Let's say that we're working on the Mars Rover kata and we've decided to model the Rover type as a class with three fields: x, y, and direction.

My normal approach to this problem would have been the following:

public enum Direction
{
  North, South, East, West
}

public class Rover
{
  private int _x;
  private int _y;
  private Direction _direction;

  public Rover(int x, int y, Direction direction)
  {
    _x = x;
    _y = y;
    _direction = Direction;
  }

  public void Print()
  {
    Console.WriteLine($"Rover is at ({_x}, {_y}) facing {_direction}");
  }
}

// Example usage

var rover = new Rover(10, 20, Direction.North);
rover.Print(); // Rover is at (10, 20) facing North

However, in the code I was working with, I saw the Rover definition as this

// note the params at the class line here
public class Rover(int x, int y, Direction direction)
{
  public void Print()
  {
    Console.WriteLine($"Rover is at ({x}, {y}) facing {direction}");
  }
}

// Example Usage
var rover = new Rover(10, 20, Direction.North);
rover.Print(); // Rover is at (10, 20) facing North

At first, I thought this was similar to the record syntax for holding onto data

public record Rover(int X, int Y, Direction Direction);

And it turns out, that it is! This feature is known as a primary constructor and when used with classes, it gives you some flexibility on how you want to access those inputs.

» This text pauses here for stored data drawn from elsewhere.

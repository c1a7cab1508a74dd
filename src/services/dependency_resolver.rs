use std::collections::{BTreeMap, BTreeSet, HashSet};

use crate::domain::errors::{DomainError, DomainResult};
use crate::domain::models::TaskGroup;

/// Resolves task-group dependencies: existence, cycles, ordering and depth.
///
/// Iteration is over sorted group ids so results are deterministic.
#[derive(Debug, Clone, Default)]
pub struct DependencyResolver;

// Standalone helper for cycle detection (no self needed)
fn detect_cycle_util<'a>(
    node: &'a str,
    graph: &BTreeMap<&'a str, Vec<&'a str>>,
    visited: &mut HashSet<&'a str>,
    rec_stack: &mut HashSet<&'a str>,
    path: &mut Vec<&'a str>,
) -> bool {
    visited.insert(node);
    rec_stack.insert(node);
    path.push(node);

    if let Some(neighbors) = graph.get(node) {
        for &neighbor in neighbors {
            if !visited.contains(neighbor) {
                if detect_cycle_util(neighbor, graph, visited, rec_stack, path) {
                    return true;
                }
            } else if rec_stack.contains(neighbor) {
                if let Some(cycle_start) = path.iter().position(|&id| id == neighbor) {
                    path.drain(0..cycle_start);
                    // close the loop for display: a -> b -> a
                    path.push(neighbor);
                    return true;
                }
            }
        }
    }

    rec_stack.remove(node);
    path.pop();
    false
}

fn adjacency(groups: &[TaskGroup]) -> BTreeMap<&str, Vec<&str>> {
    let mut graph: BTreeMap<&str, Vec<&str>> = BTreeMap::new();
    for group in groups {
        graph
            .entry(group.group_id.as_str())
            .or_default()
            .extend(group.dependencies.iter().map(String::as_str));
    }
    graph
}

impl DependencyResolver {
    pub fn new() -> Self {
        Self
    }

    /// Validate that every dependency names a known group.
    pub fn validate_dependencies(&self, groups: &[TaskGroup]) -> DomainResult<()> {
        let known: HashSet<&str> = groups.iter().map(|g| g.group_id.as_str()).collect();
        for group in groups {
            for dependency in &group.dependencies {
                if !known.contains(dependency.as_str()) {
                    return Err(DomainError::UnknownDependency {
                        group: group.group_id.clone(),
                        dependency: dependency.clone(),
                    });
                }
            }
        }
        Ok(())
    }

    /// Detect a dependency cycle, returning its path (first node repeated at the end).
    pub fn detect_cycle(&self, groups: &[TaskGroup]) -> Option<Vec<String>> {
        let graph = adjacency(groups);

        let mut visited = HashSet::new();
        let mut rec_stack = HashSet::new();
        let mut path = Vec::new();

        for &group_id in graph.keys() {
            if !visited.contains(group_id)
                && detect_cycle_util(group_id, &graph, &mut visited, &mut rec_stack, &mut path)
            {
                return Some(path.into_iter().map(String::from).collect());
            }
        }

        None
    }

    /// Group ids in dependency order (dependencies before dependents).
    ///
    /// Ties are broken by group id.
    pub fn topological_order(&self, groups: &[TaskGroup]) -> DomainResult<Vec<String>> {
        self.validate_dependencies(groups)?;
        if let Some(cycle) = self.detect_cycle(groups) {
            return Err(DomainError::DependencyCycle(cycle));
        }

        let mut in_degree: BTreeMap<&str, usize> = BTreeMap::new();
        let mut dependents: BTreeMap<&str, Vec<&str>> = BTreeMap::new();

        for group in groups {
            in_degree.entry(group.group_id.as_str()).or_insert(0);
            for dependency in &group.dependencies {
                dependents
                    .entry(dependency.as_str())
                    .or_default()
                    .push(group.group_id.as_str());
                *in_degree.entry(group.group_id.as_str()).or_insert(0) += 1;
            }
        }

        // Kahn's algorithm with an ordered frontier
        let mut frontier: BTreeSet<&str> = in_degree
            .iter()
            .filter(|&(_, &degree)| degree == 0)
            .map(|(&id, _)| id)
            .collect();

        let mut sorted = Vec::with_capacity(in_degree.len());
        while let Some(node) = frontier.pop_first() {
            sorted.push(node.to_string());
            if let Some(children) = dependents.get(node) {
                for &child in children {
                    if let Some(degree) = in_degree.get_mut(child) {
                        *degree -= 1;
                        if *degree == 0 {
                            frontier.insert(child);
                        }
                    }
                }
            }
        }

        if sorted.len() != in_degree.len() {
            let unsorted = in_degree
                .into_iter()
                .filter(|&(_, degree)| degree > 0)
                .map(|(id, _)| id.to_string())
                .collect();
            return Err(DomainError::DependencyCycle(unsorted));
        }

        Ok(sorted)
    }

    /// Longest dependency chain below each group (roots have depth 0).
    pub fn depths(&self, groups: &[TaskGroup]) -> DomainResult<BTreeMap<String, u32>> {
        let order = self.topological_order(groups)?;
        let by_id: BTreeMap<&str, &TaskGroup> =
            groups.iter().map(|g| (g.group_id.as_str(), g)).collect();

        let mut depths: BTreeMap<String, u32> = BTreeMap::new();
        for group_id in order {
            let depth = by_id
                .get(group_id.as_str())
                .map(|group| {
                    group
                        .dependencies
                        .iter()
                        .filter_map(|dep| depths.get(dep))
                        .map(|d| d + 1)
                        .max()
                        .unwrap_or(0)
                })
                .unwrap_or(0);
            depths.insert(group_id, depth);
        }
        Ok(depths)
    }
}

For example, in our second implementation of Rover, we're directly using x, y, and direction in the Print method.

However, let's say that we didn't want to use those properties directly (or if we need to set some state based on those inputs), then we could do the following.

public class Rover(int x, int y, Direction direction)
{
    private readonly bool _isFacingRightDirection = direction == Direction.North;
    public void Print()
    {
        if (_isFacingRightDirection)
        {
            Console.WriteLine("Rover is facing the correct direction!");
        }
        Console.WriteLine($"Rover is at ({x}, {y}) facing {direction}");
    }
}

After playing around this for a bit, I can see how this feature would be beneficial for classes that only store their constructor arguments for later usage.

Even though Records accomplish that better, you can't attach functionality to Records, but you can with classes, so it does provide better organization from that front.

That being said, I'm not 100% sure why we needed to add the primary constructor feature to the language as this now opens up multiple ways of setting up constructors. I'm all for giving developers choices, but this seems ripe for bike shedding where teams have to decide which approach to stick with.